Wenger has always had a prominent voice in the game, but he now holds office within world football’s governing body, which adds weight to such propositions.
The Frenchman, who was speaking at the Laureus Awards, said it was “time to do this quickly”, which has been interpreted as hoping the change could come before Euro 2020.
Yet the International Football Association Board (IFAB) has indicated a rule change is unlikely to be rushed through.
An IFAB annual general meeting in Belfast on February 29 will be the first point at which Wenger’s idea can be discussed. with the ongoing use of VAR and its ‘possible future developments’ on the agenda.
However, that summit in Northern Ireland will not see the offside rule overhauled.
IFAB general secretary Lukas Brud told Sky Sports News: “There will be no law change regarding offside at this month’s annual general meeting.
“We welcome Mr Wenger’s views and look forward to discussing it, as a group.
“But our AGM is a point of discussion on offside and any law change will follow only after further dialogue in the game over the coming months.”

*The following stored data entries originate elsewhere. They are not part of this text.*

//! Video upload and scoring.

use std::sync::Arc;

use axum::extract::{Multipart, State};
use axum::Json;
use champ_models::InferenceResult;
use tracing::{info, warn};

use crate::error::{ApiError, ApiResult};
use crate::metrics;
use crate::state::AppState;

/// Multipart field carrying the video.
pub const UPLOAD_FIELD: &str = "file";

/// Score an uploaded video and remember it as the latest result.
///
/// The pipeline is blocking, so it runs on tokio's blocking pool. It never
/// fails; an unreadable video comes back as the "No Data" result.
pub async fn upload_video(
    State(state): State<AppState>,
    mut multipart: Multipart,
) -> ApiResult<Json<InferenceResult>> {
    let mut video = None;
    while let Some(field) = multipart
        .next_field()
        .await
        .map_err(|e| ApiError::bad_request(format!("Malformed multipart body: {e}")))?
    {
        if field.name() != Some(UPLOAD_FIELD) {
            continue;
        }
        let filename = field.file_name().map(str::to_string);
        let bytes = field
            .bytes()
            .await
            .map_err(|e| ApiError::bad_request(format!("Failed to read upload: {e}")))?;
        info!(filename = ?filename, bytes = bytes.len(), "Video upload received");
        video = Some(bytes);
        break;
    }

    let video = video.ok_or_else(|| ApiError::bad_request("Missing 'file' field"))?;
    metrics::record_upload(video.len());

    let pipeline = Arc::clone(&state.pipeline);
    let result = tokio::task::spawn_blocking(move || pipeline.process_video(&video))
        .await
        .map_err(|e| {
            warn!(error = %e, "Scoring task did not complete");
            ApiError::internal(format!("Scoring task failed: {e}"))
        })?;

    let result = Arc::new(result);
    state.latest.store(Arc::clone(&result)).await;
    Ok(Json(result.as_ref().clone()))
}
//! Anomaly ("cheat") detection over the pose tensor.

use std::path::PathBuf;

use tracing::warn;

use crate::models::{load_first_model, InputLayout, TensorModel};
use crate::tensor::PoseTensor;

/// Label emitted by outlier models for an anomalous sample.
const OUTLIER_LABEL: f32 = -1.0;

#[derive(Default)]
pub struct AnomalyDetector {
    model: Option<Box<dyn TensorModel>>,
}

impl AnomalyDetector {
    pub fn new(model: Option<Box<dyn TensorModel>>) -> Self {
        Self { model }
    }

    pub fn from_artifacts(candidates: &[PathBuf]) -> Self {
        Self {
            model: load_first_model(candidates, InputLayout::Frames, "anomaly"),
        }
    }

    pub fn is_configured(&self) -> bool {
        self.model.is_some()
    }

    /// 1 when any sample is labelled an outlier, else 0. Unconfigured or
    /// failing models report 0.
    pub fn detect(&self, sequence: &PoseTensor) -> u8 {
        let Some(model) = &self.model else {
            return 0;
        };

        match model.run(sequence) {
            Ok(labels) => u8::from(labels.iter().any(|&label| label == OUTLIER_LABEL)),
            Err(e) => {
                warn!(backend = model.name(), error = %e, "Anomaly detection failed");
                crate::metrics::record_fallback("anomaly");
                0
            }
        }
    }
}
//! Repair workflow: an idempotent convergence pass. Never rotates an
//! existing REALITY key-pair; restarts XRAY only when something actually
//! changed.

use xray_cp_common::render::{render_compose, render_config, RenderClient, RenderInput};
use xray_cp_common::{AppError, ErrorKind, HostId, HostStatus, LogLevel, XrayInstance};

use crate::queue::JobContext;
use crate::ssh::SshExecutor;
use crate::store::Store;
use crate::workflow_common::{
    classify_reachability, container_running_script, dry_run_key_material, ensure_supported_os,
    execute_checked, external_reachability_script, generate_short_ids, hash_probe_script,
    install_docker_script, parse_hash_probe, parse_reality_keypair, port_listening_script,
    sha256_hex, sudo_prefix, upload_file_script, ReachabilityOutcome, CONTAINER_PROBE_LABEL,
    DETECT_OS_LABEL, DETECT_OS_SCRIPT, DOCKER_PROBE_LABEL, DOCKER_PROBE_SCRIPT,
    GENERATE_KEYPAIR_LABEL, GENERATE_KEYPAIR_SCRIPT, INSTALL_DOCKER_LABEL, PREPARE_DIRS_LABEL,
    PREPARE_DIRS_SCRIPT,
};

const REALITY_FINGERPRINT: &str = "chrome";
const REALITY_SERVER_NAME: &str = "www.microsoft.com";
const REALITY_DEST: &str = "www.microsoft.com:443";
const LISTEN_PORT: u16 = 443;
const COMPOSE_PATH: &str = "/opt/xray-cp/docker-compose.yml";
const CONFIG_PATH: &str = "/opt/xray-cp/config.json";

pub struct RepairParams<'a> {
    pub host_id: HostId,
    pub ssh: &'a SshExecutor,
    pub ssh_user: &'a str,
    pub backoff: &'a [std::time::Duration],
    pub dry_run: bool,
    /// Host address used for the informational external reachability probe.
    pub external_host: &'a str,
}

/// `{actions[], statusBefore, statusAfter}`, matching the shape stored on
/// `Job.result`.
#[derive(Debug, Clone)]
pub struct RepairResult {
    pub actions: Vec<String>,
    pub status_before: HostStatus,
    pub status_after: HostStatus,
}

pub async fn run(
    params: &RepairParams<'_>,
    store: &Store,
    ctx: &JobContext,
) -> Result<RepairResult, AppError> {
    let host = store.get_host(&params.host_id).await?;
    let status_before = host.status;
    let sudo = sudo_prefix(params.ssh_user);

    match run_steps(params, store, ctx, sudo).await {
        Ok(mut actions) => {
            if actions.is_empty() {
                actions.push("No repair actions required".to_string());
            }
            store
                .update_host_status(&params.host_id, HostStatus::Ready, None)
                .await?;
            Ok(RepairResult {
                actions,
                status_before,
                status_after: HostStatus::Ready,
            })
        }
        Err(err) if err.kind.is_cancellation() => {
            store
                .update_host_status(&params.host_id, status_before, host.last_error.clone())
                .await?;
            ctx.append_log(LogLevel::Warn, "REPAIR cancelled").await;
            Err(err)
        }
        Err(err) => {
            let repair_err = match err.kind {
                ErrorKind::CommandFailed { .. } => err,
                other => AppError::new(ErrorKind::RepairFailed(other.to_string())),
            };
            store
                .update_host_status(
                    &params.host_id,
                    HostStatus::Error,
                    Some(repair_err.kind.user_message()),
                )
                .await?;
            ctx.append_log(LogLevel::Error, format!("REPAIR failed: {repair_err}"))
                .await;
            Err(repair_err)
        }
    }
}

async fn run_steps(
    params: &RepairParams<'_>,
    store: &Store,
    ctx: &JobContext,
    sudo: &str,
) -> Result<Vec<String>, AppError> {
    let cancel_check = {
        let ctx = ctx.clone();
        move || ctx.is_cancelled()
    };
    let mut actions = Vec::new();

    if ctx.is_cancelled() {
        return Err(AppError::new(ErrorKind::JobCancelled(
            "cancelled before OS detection".into(),
        )));
    }

    let os_probe = execute_checked(
        params.ssh,
        params.backoff,
        cancel_check.clone(),
        DETECT_OS_LABEL,
        sudo,
        DETECT_OS_SCRIPT,
        true,
    )
    .await?;
    ensure_supported_os(os_probe.stdout.trim())?;

    let docker_probe = execute_checked(
        params.ssh,
        params.backoff,
        cancel_check.clone(),
        DOCKER_PROBE_LABEL,
        sudo,
        DOCKER_PROBE_SCRIPT,
        true,
    )
    .await?;
    if !docker_probe.success() {
        execute_checked(
            params.ssh,
            params.backoff,
            cancel_check.clone(),
            INSTALL_DOCKER_LABEL,
            sudo,
            &install_docker_script(os_probe.stdout.trim()),
            true,
        )
        .await?;
        actions.push(INSTALL_DOCKER_LABEL.to_string());
    }

    execute_checked(
        params.ssh,
        params.backoff,
        cancel_check.clone(),
        PREPARE_DIRS_LABEL,
        sudo,
        PREPARE_DIRS_SCRIPT,
        true,
    )
    .await?;

    if ctx.is_cancelled() {
        return Err(AppError::new(ErrorKind::JobCancelled(
            "cancelled before runtime config".into(),
        )));
    }

    let instance = build_runtime_config(params, store, ctx, sudo, cancel_check.clone()).await?;

    let mut enabled_users = store.enabled_users(&params.host_id).await;
    enabled_users.sort_by(|a, b| a.uuid.cmp(&b.uuid));

    let render_input = RenderInput {
        listen_port: instance.listen_port,
        reality_private_key: instance.reality_private_key.clone(),
        server_name: instance.server_name.clone(),
        dest: instance.dest.clone(),
        short_ids: instance.short_ids.clone(),
        clients: enabled_users
            .iter()
            .map(|u| RenderClient {
                id: u.uuid.clone(),
                email: None,
            })
            .collect(),
    };

    let expected_compose = render_compose();
    let expected_config = render_config(&render_input);
    let expected_compose_hash = sha256_hex(&expected_compose);
    let expected_config_hash = sha256_hex(&expected_config);

    if ctx.is_cancelled() {
        return Err(AppError::new(ErrorKind::JobCancelled(
            "cancelled before hash probe".into(),
        )));
    }

    let compose_probe = execute_checked(
        params.ssh,
        params.backoff,
        cancel_check.clone(),
        "Probe docker-compose.yml hash",
        sudo,
        &hash_probe_script(COMPOSE_PATH),
        true,
    )
    .await?;
    let compose_hash = parse_hash_probe(&compose_probe.stdout);

    let config_probe = execute_checked(
        params.ssh,
        params.backoff,
        cancel_check.clone(),
        "Probe config.json hash",
        sudo,
        &hash_probe_script(CONFIG_PATH),
        true,
    )
    .await?;
    let config_hash = parse_hash_probe(&config_probe.stdout);

    let mut rewrote_any = false;

    if compose_hash.needs_update(&expected_compose_hash) {
        execute_checked(
            params.ssh,
            params.backoff,
            cancel_check.clone(),
            "Upload docker-compose.yml",
            sudo,
            &upload_file_script(&expected_compose, COMPOSE_PATH, "0644"),
            true,
        )
        .await?;
        actions.push("Recreate docker-compose.yml".to_string());
        rewrote_any = true;
    }

    if config_hash.needs_update(&expected_config_hash) {
        execute_checked(
            params.ssh,
            params.backoff,
            cancel_check.clone(),
            "Upload config.json",
            sudo,
            &upload_file_script(&expected_config, CONFIG_PATH, "0600"),
            false,
        )
        .await?;
        actions.push("Regenerate config.json to match users".to_string());
        rewrote_any = true;
    }

    if ctx.is_cancelled() {
        return Err(AppError::new(ErrorKind::JobCancelled(
            "cancelled before container probe".into(),
        )));
    }

    let container_probe = execute_checked(
        params.ssh,
        params.backoff,
        cancel_check.clone(),
        CONTAINER_PROBE_LABEL,
        sudo,
        container_running_script(),
        true,
    )
    .await?;

    if container_probe.stdout.trim().is_empty() {
        execute_checked(
            params.ssh,
            params.backoff,
            cancel_check.clone(),
            "Start xray container",
            sudo,
            &format!("docker compose -f {COMPOSE_PATH} up -d"),
            true,
        )
        .await?;
        actions.push("Start xray container".to_string());
    } else if rewrote_any {
        execute_checked(
            params.ssh,
            params.backoff,
            cancel_check.clone(),
            "Restart xray container to apply configuration",
            sudo,
            &format!("docker compose -f {COMPOSE_PATH} up -d --force-recreate xray"),
            true,
        )
        .await?;
        actions.push("Restart xray container to apply configuration".to_string());
    }

    let port_probe = execute_checked(
        params.ssh,
        params.backoff,
        cancel_check.clone(),
        "Probe listening port",
        sudo,
        &port_listening_script(instance.listen_port),
        true,
    )
    .await?;

    if port_probe.stdout.trim().is_empty() {
        execute_checked(
            params.ssh,
            params.backoff,
            cancel_check.clone(),
            "Restart xray container because port is not listening",
            sudo,
            &format!("docker compose -f {COMPOSE_PATH} restart xray"),
            true,
        )
        .await?;
        actions.push("Restart xray container because port is not listening".to_string());

        let reprobe = execute_checked(
            params.ssh,
            params.backoff,
            cancel_check.clone(),
            "Probe listening port",
            sudo,
            &port_listening_script(instance.listen_port),
            true,
        )
        .await?;

        if reprobe.stdout.trim().is_empty() {
            return Err(AppError::new(ErrorKind::RepairFailed(
                "XRAY port is not listening after repair".to_string(),
            )));
        }
    }

    let reachability_probe = execute_checked(
        params.ssh,
        params.backoff,
        cancel_check.clone(),
        "Probe external reachability",
        sudo,
        &format!(
            "if command -v nc >/dev/null 2>&1; then {}; echo \"NC_PRESENT:$?\"; else echo NC_ABSENT; fi",
            external_reachability_script(params.external_host, instance.listen_port)
        ),
        true,
    )
    .await?;

    match classify_nc_output(&reachability_probe.stdout) {
        ReachabilityOutcome::No => {
            actions.push("External port is not reachable from this host".to_string());
        }
        ReachabilityOutcome::Skip => {
            actions.push("External reachability probe skipped".to_string());
        }
        ReachabilityOutcome::Yes => {}
    }

    store.upsert_instance(instance).await;

    Ok(actions)
}

fn classify_nc_output(stdout: &str) -> ReachabilityOutcome {
    if stdout.contains("NC_ABSENT") {
        return classify_reachability(false, 0);
    }
    let exit_code = stdout
        .lines()
        .find_map(|line| line.strip_prefix("NC_PRESENT:"))
        .and_then(|code| code.trim().parse::<i32>().ok())
        .unwrap_or(1);
    classify_reachability(true, exit_code)
}

async fn build_runtime_config(
    params: &RepairParams<'_>,
    store: &Store,
    ctx: &JobContext,
    sudo: &str,
    cancel_check: impl Fn() -> bool,
) -> Result<XrayInstance, AppError> {
    if let Some(existing) = store.get_instance(&params.host_id).await {
        return Ok(existing);
    }

    ctx.append_log(LogLevel::Info, "No existing XRAY instance; generating REALITY key material")
        .await;

    let mut rng = rand::rng();

    let (private_key, public_key) = if params.dry_run {
        (dry_run_key_material(&mut rng), dry_run_key_material(&mut rng))
    } else {
        let result = execute_checked(
            params.ssh,
            params.backoff,
            cancel_check,
            GENERATE_KEYPAIR_LABEL,
            sudo,
            GENERATE_KEYPAIR_SCRIPT,
            false,
        )
        .await?;
        parse_reality_keypair(&result.stdout, &result.stderr)?
    };

    let short_ids = generate_short_ids(&mut rng);
    let now = chrono::Utc::now();

    Ok(XrayInstance {
        id: uuid::Uuid::new_v4().to_string(),
        host_id: params.host_id.clone(),
        listen_port: LISTEN_PORT,
        reality_private_key: private_key,
        reality_public_key: public_key,
        server_name: REALITY_SERVER_NAME.to_string(),
        dest: REALITY_DEST.to_string(),
        fingerprint: REALITY_FINGERPRINT.to_string(),
        short_ids,
        created_at: now,
        updated_at: now,
    })
}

The video assistant referee system has resulted in frustration for players, fans and coaches alike this season, with a host of goals disallowed for marginal offside decisions.
Olivier Giroud saw a header ruled out in Chelsea’s 2-0 defeat to Manchester United on Monday after a check showed part of his foot was offside.
There have also been instances in the Premier League where goals have been disallowed due to attackers being measured offside from their armpits.
The current rule states: “A player is in an offside position if: any part of the head, body or feet is in the opponents’ half (excluding the halfway line) and any part of the head, body or feet is nearer to the opponents’ goal line than both the ball and the second-last opponent.